%%

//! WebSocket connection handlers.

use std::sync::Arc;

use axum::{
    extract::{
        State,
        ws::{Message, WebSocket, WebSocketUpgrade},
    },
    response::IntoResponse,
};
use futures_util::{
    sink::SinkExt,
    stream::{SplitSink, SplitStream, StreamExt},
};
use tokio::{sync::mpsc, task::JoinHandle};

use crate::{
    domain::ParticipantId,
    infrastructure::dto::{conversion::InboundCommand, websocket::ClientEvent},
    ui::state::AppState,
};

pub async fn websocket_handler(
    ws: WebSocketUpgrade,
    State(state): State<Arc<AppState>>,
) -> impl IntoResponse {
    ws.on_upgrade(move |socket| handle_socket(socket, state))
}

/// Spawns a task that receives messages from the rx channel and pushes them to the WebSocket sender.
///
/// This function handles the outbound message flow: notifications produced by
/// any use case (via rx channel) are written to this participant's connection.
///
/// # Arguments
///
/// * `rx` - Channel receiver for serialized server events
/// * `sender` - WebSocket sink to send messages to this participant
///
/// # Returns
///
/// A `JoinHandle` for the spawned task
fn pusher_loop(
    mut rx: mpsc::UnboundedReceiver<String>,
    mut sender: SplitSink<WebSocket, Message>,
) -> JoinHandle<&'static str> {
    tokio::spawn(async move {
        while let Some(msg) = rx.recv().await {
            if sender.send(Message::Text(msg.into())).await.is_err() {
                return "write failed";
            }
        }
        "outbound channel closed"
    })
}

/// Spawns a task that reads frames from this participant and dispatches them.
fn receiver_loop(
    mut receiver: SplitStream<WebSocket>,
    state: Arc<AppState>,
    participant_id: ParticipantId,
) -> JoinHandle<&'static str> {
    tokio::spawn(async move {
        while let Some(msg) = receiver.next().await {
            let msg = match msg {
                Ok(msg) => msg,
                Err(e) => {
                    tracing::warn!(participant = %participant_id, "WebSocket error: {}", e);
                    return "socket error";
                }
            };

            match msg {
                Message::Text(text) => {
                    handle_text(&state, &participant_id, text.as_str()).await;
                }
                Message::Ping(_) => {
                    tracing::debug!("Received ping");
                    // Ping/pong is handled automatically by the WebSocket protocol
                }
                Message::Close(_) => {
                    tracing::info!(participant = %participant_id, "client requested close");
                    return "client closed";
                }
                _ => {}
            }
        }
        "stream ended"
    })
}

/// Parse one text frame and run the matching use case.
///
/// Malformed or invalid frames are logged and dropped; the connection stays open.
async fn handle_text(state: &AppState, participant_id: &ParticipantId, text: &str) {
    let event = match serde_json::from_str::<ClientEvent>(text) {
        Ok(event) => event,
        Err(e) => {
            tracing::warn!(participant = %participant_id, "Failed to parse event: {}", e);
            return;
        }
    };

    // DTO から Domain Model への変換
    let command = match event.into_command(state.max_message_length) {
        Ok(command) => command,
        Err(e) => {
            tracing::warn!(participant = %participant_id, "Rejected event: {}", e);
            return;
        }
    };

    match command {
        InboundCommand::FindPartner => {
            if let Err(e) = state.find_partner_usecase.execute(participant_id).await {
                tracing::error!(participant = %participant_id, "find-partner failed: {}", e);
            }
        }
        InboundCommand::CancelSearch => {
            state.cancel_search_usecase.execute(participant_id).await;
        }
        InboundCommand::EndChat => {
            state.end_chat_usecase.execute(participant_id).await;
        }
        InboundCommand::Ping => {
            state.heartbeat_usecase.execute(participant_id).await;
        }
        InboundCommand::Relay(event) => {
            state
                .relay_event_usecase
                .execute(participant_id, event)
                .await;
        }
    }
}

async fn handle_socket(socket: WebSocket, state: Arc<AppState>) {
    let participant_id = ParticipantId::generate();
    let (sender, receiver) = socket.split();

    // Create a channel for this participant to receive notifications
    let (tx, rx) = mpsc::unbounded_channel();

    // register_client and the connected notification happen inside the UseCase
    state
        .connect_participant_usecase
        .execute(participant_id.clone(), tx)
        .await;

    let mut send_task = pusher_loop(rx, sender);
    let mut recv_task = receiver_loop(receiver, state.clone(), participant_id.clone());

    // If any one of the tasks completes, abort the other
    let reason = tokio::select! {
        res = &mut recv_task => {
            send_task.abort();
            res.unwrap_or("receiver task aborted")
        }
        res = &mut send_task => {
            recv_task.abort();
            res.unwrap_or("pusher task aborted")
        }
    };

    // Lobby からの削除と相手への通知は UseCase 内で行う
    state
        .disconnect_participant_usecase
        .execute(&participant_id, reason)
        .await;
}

%%

- BRIEF
If a line of the entries above holds the word "await", count it; report only how many such lines there are.

- ANSWER TO THE PROBLEM
11